* Your objective *
Return each line in the records below that includes "super".

* Records to process *
________

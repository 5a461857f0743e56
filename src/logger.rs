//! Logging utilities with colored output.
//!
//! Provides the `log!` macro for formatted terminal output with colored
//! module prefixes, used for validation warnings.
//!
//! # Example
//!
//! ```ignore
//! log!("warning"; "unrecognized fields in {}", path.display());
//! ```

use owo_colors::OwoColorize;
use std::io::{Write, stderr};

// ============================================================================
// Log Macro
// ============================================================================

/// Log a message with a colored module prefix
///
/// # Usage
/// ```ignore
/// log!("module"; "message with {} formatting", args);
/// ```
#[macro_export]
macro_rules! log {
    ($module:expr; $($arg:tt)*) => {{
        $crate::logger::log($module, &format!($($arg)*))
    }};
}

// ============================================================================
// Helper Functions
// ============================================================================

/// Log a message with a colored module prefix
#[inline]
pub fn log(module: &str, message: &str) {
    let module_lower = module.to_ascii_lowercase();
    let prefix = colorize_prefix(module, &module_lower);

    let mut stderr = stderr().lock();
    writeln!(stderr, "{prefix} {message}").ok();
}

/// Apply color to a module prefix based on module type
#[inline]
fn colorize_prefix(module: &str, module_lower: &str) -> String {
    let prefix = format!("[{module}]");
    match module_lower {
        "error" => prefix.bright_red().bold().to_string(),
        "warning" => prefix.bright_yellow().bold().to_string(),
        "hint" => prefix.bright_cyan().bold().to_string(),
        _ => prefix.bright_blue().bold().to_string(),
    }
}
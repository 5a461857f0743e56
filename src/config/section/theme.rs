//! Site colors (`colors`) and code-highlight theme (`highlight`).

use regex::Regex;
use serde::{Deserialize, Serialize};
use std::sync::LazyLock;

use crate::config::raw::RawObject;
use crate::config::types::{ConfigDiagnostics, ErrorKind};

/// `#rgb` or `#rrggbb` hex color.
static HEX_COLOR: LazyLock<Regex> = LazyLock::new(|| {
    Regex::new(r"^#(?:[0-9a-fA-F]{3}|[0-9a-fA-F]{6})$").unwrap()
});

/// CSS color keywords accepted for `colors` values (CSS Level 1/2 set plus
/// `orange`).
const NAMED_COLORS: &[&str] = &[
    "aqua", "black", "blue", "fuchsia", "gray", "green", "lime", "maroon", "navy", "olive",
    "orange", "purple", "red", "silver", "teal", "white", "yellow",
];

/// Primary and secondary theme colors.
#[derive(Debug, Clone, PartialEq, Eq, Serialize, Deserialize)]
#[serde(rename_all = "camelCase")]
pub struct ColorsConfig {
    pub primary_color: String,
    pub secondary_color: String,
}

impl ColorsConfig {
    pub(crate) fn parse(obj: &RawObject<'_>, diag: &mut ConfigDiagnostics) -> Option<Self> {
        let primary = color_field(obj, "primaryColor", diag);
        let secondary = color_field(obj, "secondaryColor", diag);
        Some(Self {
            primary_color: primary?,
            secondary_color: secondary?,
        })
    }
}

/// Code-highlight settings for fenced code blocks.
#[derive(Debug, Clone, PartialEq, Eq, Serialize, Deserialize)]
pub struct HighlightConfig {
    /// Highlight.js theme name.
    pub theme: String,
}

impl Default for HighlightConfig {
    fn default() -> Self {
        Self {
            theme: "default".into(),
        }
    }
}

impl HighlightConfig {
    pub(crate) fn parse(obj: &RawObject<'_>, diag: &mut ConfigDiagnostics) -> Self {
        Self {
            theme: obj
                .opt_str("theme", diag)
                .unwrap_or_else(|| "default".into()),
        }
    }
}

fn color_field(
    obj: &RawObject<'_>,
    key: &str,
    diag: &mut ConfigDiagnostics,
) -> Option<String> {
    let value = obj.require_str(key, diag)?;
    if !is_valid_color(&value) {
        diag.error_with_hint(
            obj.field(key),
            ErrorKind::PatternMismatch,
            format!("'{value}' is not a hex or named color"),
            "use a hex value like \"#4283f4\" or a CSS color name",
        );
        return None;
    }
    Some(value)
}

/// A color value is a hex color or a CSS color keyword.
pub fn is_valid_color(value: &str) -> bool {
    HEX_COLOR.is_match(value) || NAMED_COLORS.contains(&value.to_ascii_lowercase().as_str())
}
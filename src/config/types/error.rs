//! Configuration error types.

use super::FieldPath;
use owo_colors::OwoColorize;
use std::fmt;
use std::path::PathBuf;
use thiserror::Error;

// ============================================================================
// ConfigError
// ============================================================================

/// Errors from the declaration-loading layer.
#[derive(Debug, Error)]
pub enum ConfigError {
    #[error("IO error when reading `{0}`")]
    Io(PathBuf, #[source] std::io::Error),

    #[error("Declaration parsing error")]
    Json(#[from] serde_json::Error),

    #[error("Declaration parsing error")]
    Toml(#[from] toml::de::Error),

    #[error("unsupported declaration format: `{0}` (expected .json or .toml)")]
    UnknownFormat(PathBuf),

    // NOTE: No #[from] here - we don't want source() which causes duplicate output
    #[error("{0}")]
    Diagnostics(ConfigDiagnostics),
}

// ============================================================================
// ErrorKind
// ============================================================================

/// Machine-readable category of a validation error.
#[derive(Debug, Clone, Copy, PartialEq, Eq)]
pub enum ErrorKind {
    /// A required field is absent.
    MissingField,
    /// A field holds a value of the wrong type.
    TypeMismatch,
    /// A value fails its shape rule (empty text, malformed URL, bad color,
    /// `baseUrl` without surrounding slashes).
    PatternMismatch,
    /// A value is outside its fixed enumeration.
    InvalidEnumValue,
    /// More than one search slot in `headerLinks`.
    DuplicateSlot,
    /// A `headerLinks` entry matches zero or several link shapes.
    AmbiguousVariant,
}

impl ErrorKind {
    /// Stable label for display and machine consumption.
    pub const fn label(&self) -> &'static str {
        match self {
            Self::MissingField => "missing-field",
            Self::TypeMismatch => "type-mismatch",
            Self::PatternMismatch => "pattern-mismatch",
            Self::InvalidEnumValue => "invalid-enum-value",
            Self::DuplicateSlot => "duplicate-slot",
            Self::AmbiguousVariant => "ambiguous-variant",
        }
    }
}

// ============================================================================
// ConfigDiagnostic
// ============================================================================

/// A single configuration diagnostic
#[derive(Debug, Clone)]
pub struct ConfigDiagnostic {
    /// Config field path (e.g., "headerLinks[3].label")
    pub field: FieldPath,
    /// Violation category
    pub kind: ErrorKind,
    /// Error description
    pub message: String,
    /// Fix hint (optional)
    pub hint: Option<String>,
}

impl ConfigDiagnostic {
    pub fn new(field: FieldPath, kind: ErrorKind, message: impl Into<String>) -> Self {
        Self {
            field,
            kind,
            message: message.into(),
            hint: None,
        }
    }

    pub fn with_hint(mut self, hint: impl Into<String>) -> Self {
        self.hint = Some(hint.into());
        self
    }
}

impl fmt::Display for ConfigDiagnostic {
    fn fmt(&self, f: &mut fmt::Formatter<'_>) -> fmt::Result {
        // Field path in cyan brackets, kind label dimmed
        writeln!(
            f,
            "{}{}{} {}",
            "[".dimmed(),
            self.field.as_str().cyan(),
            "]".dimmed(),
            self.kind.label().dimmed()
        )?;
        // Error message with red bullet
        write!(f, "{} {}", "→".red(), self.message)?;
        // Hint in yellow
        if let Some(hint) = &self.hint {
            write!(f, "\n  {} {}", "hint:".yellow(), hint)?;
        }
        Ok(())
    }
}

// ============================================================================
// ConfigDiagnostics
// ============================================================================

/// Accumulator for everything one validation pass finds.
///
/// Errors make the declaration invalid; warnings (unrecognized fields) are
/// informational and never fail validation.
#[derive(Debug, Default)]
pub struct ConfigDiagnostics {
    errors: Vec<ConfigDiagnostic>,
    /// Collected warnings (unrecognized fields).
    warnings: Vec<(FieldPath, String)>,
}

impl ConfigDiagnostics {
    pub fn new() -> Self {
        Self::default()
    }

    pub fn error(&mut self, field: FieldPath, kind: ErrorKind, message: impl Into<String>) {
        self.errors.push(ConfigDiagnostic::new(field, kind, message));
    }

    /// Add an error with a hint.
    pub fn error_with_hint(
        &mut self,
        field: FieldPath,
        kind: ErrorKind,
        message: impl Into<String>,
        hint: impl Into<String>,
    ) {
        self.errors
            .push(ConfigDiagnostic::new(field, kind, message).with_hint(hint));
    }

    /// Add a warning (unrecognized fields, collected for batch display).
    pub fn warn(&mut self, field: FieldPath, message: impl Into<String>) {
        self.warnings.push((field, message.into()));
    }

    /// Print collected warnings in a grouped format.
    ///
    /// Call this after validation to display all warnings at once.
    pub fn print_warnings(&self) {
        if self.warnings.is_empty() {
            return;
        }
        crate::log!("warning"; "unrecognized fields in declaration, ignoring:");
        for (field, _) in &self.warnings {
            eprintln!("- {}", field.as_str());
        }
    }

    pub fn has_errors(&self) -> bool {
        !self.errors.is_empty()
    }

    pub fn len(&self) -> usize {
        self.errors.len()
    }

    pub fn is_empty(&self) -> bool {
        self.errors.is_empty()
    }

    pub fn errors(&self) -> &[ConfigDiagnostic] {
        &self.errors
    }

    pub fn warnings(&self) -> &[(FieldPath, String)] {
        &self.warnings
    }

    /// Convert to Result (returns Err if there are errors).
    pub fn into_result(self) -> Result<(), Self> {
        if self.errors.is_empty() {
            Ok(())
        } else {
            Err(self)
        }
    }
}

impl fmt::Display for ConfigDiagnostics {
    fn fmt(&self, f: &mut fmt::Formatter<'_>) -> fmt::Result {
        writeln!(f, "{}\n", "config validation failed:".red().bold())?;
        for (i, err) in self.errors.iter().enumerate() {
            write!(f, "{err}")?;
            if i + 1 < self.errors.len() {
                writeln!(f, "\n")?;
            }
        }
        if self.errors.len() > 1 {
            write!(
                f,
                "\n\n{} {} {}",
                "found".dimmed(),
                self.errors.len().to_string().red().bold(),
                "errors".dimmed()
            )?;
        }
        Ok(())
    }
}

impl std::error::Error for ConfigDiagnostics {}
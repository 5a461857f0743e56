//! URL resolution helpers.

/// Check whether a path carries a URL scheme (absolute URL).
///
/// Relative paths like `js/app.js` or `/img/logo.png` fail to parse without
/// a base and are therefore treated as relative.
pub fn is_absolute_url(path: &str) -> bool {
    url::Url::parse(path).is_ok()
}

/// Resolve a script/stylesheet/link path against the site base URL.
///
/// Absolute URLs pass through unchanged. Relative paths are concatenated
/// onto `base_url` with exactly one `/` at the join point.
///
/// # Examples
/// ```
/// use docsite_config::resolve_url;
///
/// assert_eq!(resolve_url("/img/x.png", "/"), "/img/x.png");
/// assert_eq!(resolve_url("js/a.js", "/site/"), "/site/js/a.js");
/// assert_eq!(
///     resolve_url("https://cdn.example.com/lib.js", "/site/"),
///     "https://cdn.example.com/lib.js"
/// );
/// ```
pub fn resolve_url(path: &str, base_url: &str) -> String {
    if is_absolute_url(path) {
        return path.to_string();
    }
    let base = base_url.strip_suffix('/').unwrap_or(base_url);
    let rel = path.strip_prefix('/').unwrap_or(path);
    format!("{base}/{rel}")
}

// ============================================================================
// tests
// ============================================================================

________

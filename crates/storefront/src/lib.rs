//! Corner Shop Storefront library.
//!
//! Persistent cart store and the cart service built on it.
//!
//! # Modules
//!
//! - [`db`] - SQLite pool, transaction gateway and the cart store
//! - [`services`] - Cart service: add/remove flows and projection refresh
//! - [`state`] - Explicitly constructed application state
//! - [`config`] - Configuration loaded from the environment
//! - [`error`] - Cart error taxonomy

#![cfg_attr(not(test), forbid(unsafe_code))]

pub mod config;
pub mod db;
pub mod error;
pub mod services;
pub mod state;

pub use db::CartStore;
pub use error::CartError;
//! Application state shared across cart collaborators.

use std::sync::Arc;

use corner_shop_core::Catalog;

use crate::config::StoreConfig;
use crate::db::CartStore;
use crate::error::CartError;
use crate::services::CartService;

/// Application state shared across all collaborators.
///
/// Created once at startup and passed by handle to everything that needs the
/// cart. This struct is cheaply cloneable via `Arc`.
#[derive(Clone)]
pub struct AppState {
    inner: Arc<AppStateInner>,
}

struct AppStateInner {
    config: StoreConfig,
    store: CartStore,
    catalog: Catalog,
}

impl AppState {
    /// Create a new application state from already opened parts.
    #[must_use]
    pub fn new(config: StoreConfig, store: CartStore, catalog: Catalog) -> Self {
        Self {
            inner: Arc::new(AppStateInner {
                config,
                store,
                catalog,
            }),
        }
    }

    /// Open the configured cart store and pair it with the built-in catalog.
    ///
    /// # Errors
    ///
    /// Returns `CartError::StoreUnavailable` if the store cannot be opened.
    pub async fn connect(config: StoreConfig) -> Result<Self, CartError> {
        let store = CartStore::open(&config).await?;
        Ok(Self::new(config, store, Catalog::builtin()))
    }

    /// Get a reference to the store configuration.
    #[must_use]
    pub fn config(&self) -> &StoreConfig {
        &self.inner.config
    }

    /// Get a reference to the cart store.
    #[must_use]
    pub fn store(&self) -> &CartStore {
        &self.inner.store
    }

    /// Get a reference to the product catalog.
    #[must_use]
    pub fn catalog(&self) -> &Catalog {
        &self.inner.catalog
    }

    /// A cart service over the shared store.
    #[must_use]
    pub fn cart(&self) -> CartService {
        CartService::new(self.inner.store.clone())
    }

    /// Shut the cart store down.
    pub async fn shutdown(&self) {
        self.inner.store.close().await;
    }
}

________

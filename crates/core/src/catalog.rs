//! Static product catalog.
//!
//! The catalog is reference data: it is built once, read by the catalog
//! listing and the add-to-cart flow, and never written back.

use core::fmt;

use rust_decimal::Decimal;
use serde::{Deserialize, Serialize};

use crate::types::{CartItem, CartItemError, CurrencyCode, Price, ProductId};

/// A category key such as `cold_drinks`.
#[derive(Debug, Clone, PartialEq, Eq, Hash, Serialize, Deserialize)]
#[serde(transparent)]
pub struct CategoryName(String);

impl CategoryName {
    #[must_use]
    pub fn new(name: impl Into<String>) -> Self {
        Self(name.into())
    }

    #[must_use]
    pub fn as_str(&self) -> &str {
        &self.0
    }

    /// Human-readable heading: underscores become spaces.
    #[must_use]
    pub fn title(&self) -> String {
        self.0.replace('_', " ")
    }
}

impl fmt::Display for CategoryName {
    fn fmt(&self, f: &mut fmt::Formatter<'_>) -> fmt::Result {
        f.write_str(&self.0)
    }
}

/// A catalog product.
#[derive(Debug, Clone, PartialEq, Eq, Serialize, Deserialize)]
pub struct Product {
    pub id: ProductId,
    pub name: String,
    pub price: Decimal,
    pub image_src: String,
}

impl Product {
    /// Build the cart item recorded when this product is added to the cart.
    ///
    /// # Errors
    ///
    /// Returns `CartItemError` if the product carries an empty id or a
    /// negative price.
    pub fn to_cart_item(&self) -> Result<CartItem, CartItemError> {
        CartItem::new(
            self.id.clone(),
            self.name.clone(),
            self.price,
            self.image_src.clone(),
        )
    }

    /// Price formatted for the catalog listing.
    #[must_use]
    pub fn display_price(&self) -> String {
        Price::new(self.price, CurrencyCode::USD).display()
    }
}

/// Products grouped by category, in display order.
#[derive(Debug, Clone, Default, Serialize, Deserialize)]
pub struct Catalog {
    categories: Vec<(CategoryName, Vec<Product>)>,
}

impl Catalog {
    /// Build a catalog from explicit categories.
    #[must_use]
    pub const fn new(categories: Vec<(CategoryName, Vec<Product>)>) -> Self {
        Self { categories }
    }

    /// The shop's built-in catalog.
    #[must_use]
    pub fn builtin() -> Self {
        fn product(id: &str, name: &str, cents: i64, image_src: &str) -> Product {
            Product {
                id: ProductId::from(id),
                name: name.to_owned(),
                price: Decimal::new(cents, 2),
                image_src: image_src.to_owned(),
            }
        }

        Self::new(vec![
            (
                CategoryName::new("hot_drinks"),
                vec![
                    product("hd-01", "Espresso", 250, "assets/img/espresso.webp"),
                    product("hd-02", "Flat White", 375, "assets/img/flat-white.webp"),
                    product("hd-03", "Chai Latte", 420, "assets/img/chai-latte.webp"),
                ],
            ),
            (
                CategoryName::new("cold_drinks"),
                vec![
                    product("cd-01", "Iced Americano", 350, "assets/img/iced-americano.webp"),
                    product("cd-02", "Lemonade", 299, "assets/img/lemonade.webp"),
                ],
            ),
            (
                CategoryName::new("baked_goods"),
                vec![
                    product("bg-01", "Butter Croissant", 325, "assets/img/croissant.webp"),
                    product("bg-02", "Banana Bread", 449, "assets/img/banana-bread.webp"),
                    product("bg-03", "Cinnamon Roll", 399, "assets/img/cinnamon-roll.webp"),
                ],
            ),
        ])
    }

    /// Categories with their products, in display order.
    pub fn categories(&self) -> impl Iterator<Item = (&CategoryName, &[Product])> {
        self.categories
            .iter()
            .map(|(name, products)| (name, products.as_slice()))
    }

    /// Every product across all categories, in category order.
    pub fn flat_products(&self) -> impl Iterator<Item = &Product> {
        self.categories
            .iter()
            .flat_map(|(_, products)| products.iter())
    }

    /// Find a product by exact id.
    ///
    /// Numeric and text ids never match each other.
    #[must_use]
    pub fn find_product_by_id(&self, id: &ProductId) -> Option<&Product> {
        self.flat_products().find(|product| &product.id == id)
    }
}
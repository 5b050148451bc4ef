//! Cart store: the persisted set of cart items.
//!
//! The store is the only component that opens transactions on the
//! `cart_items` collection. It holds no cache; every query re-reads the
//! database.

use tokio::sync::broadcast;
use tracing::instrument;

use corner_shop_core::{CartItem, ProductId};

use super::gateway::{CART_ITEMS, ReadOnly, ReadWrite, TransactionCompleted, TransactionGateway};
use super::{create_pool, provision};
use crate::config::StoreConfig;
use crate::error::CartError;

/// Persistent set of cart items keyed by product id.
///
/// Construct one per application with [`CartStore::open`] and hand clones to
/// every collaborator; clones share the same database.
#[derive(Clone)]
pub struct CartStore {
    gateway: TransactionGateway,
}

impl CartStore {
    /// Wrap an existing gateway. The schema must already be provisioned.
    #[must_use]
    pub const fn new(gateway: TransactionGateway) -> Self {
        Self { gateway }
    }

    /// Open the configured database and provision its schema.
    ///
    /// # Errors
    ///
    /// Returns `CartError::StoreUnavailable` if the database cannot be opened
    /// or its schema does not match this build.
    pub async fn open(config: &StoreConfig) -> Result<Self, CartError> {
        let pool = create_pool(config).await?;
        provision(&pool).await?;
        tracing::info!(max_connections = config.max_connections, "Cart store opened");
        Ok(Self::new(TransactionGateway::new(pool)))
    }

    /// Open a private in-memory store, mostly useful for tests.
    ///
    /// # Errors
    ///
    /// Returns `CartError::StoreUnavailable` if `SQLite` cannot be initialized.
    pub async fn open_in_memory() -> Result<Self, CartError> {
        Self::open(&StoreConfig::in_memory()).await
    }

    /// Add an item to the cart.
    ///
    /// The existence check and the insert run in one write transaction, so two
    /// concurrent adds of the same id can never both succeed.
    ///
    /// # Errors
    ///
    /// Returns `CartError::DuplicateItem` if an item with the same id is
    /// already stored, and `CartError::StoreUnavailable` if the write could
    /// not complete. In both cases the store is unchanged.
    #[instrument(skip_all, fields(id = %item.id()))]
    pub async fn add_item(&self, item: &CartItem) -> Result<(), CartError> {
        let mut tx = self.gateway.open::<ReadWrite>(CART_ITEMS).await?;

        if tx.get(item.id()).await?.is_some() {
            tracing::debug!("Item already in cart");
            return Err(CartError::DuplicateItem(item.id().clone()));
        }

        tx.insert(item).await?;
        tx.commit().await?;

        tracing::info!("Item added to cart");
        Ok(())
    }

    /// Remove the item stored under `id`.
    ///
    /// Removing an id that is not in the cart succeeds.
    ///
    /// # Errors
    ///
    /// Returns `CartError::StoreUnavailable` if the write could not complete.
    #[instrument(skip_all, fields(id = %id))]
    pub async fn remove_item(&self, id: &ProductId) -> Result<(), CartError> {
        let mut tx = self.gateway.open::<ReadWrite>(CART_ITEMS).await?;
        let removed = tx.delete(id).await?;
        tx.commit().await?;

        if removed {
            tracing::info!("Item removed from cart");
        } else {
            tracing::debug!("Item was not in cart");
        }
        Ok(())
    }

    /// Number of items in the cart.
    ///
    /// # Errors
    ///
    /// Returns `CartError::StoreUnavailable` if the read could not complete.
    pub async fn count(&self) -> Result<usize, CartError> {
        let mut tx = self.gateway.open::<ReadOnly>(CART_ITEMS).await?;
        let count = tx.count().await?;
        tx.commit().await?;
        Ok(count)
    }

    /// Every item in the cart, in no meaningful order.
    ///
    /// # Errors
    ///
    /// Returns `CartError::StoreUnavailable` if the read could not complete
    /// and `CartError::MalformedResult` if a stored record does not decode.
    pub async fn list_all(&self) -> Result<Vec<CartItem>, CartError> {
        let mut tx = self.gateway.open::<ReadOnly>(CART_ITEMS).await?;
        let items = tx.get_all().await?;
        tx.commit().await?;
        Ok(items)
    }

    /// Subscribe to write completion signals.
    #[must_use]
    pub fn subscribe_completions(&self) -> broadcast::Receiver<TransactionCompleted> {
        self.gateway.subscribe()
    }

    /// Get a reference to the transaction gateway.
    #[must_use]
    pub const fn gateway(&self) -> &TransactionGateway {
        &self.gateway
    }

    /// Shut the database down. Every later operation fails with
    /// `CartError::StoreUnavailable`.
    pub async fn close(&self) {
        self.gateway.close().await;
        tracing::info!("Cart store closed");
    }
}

________

* Exercise output *
use super::FieldPath;
use super::gateway::{CART_ITEMS, ReadOnly, ReadWrite, TransactionCompleted, TransactionGateway};
use super::{create_pool, provision};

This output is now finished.